=== DIRECTIONS ===
The lines from the start of the records through the one containing "matching failed: no" are to be restated word for word; please include both ends.

Dataset entries
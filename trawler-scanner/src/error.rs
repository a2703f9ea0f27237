use std::io;
use thiserror::Error;

#[derive(Error, Debug)]
pub enum ResolutionError {
    #[error("Regex compilation failed: {0}")]
    PatternInvalid(String),

    #[error("Regex matching failed: no host found in '{0}'")]
    MalformedUrl(String),

    #[error("URL was inaccessible: {host}: {reason}")]
    HostUnreachable { host: String, reason: String },
}

#[derive(Error, Debug)]
pub enum FetchError {
    #[error("could not create a socket to make the request: {0}")]
    SocketCreateFailed(#[source] io::Error),

    #[error("connection failure: {0}")]
    ConnectFailed(#[source] io::Error),

    #[error("connection write failure: {0}")]
    WriteFailed(#[source] io::Error),

    #[error("connection read failure: {0}")]
    ReadFailed(#[source] io::Error),

    #[error("bad response (non-2xx status code {0})")]
    BadStatus(u16),

    #[error("malformed response: {0}")]
    MalformedResponse(&'static str),
}

impl FetchError {
    /// Short classification used in logs and crawl summaries
    pub fn kind(&self) -> &'static str {
        match self {
            FetchError::SocketCreateFailed(_) => "socket",
            FetchError::ConnectFailed(_) => "connect",
            FetchError::WriteFailed(_) => "write",
            FetchError::ReadFailed(_) => "read",
            FetchError::BadStatus(_) => "status",
            FetchError::MalformedResponse(_) => "malformed",
        }
    }
}

#[derive(Error, Debug)]
pub enum ParseError {
    #[error("document is not valid HTML text: {0}")]
    DocumentInvalid(String),
}

#[derive(Error, Debug)]
pub enum ScanError {
    #[error(transparent)]
    Resolution(#[from] ResolutionError),

    #[error(transparent)]
    Fetch(#[from] FetchError),

    #[error(transparent)]
    Parse(#[from] ParseError),
}

pub type Result<T> = std::result::Result<T, ScanError>;
use crate::CLAP_STYLING;
use clap::{ArgAction, arg};

pub fn command_argument_builder() -> clap::Command {
    clap::Command::new("trawler")
        .version(env!("CARGO_PKG_VERSION"))
        .bin_name("trawler")
        .about("Crawl a single host over raw HTTP/1.1, printing every link found")
        .styles(CLAP_STYLING)
        .arg(
            arg!([THREADS])
                .help("Number of concurrent fetch workers per round (positive integer)")
                .allow_negative_numbers(true),
        )
        .arg(arg!([URL]).help(
            "Seed URL, e.g. http://www.example.com/docs (use @PATH to read it from a file)",
        ))
        .arg(arg!(-q --"quiet" "Suppress the banner").required(false))
        .arg(
            arg!(-v --"verbose" "Raise log verbosity (-v info, -vv debug)")
                .action(ArgAction::Count),
        )
        .arg(
            arg!(--"chunk-size" <BYTES>)
                .required(false)
                .help("Size of each socket read")
                .value_parser(clap::value_parser!(u64).range(1..))
                .default_value("4096"),
        )
        .arg(
            arg!(--"timeout" <SECONDS>)
                .required(false)
                .help("Deadline for connecting and for every socket read and write (default: none)")
                .value_parser(clap::value_parser!(u64).range(1..)),
        )
        .arg(
            arg!(--"port" <PORT>)
                .required(false)
                .help("TCP port requests are sent to")
                .value_parser(clap::value_parser!(u16).range(1..))
                .default_value("80"),
        )
        .arg(
            arg!(--"dedup")
                .required(false)
                .help("Never enqueue a path twice")
                .action(ArgAction::SetTrue),
        )
        .arg(
            arg!(--"same-host")
                .required(false)
                .help("Resolve links against the current page and only follow ones on the seed host")
                .action(ArgAction::SetTrue),
        )
        .arg(
            arg!(--"max-rounds" <ROUNDS>)
                .required(false)
                .help("Stop after this many rounds")
                .value_parser(clap::value_parser!(usize)),
        )
        .arg(
            arg!(--"summary" <FORMAT>)
                .required(false)
                .help("Print a crawl summary to stderr when done")
                .value_parser(["text", "json"]),
        )
}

=== EXERCISE RESPONSE ===
filename trawler-scanner/src/error.rs
repository a2703f9ea0f27237
use std::io;
use thiserror::Error;

#[derive(Error, Debug)]
pub enum ResolutionError {
    #[error("Regex compilation failed: {0}")]
    PatternInvalid(String),

    #[error("Regex matching failed: no host found in '{0}'")]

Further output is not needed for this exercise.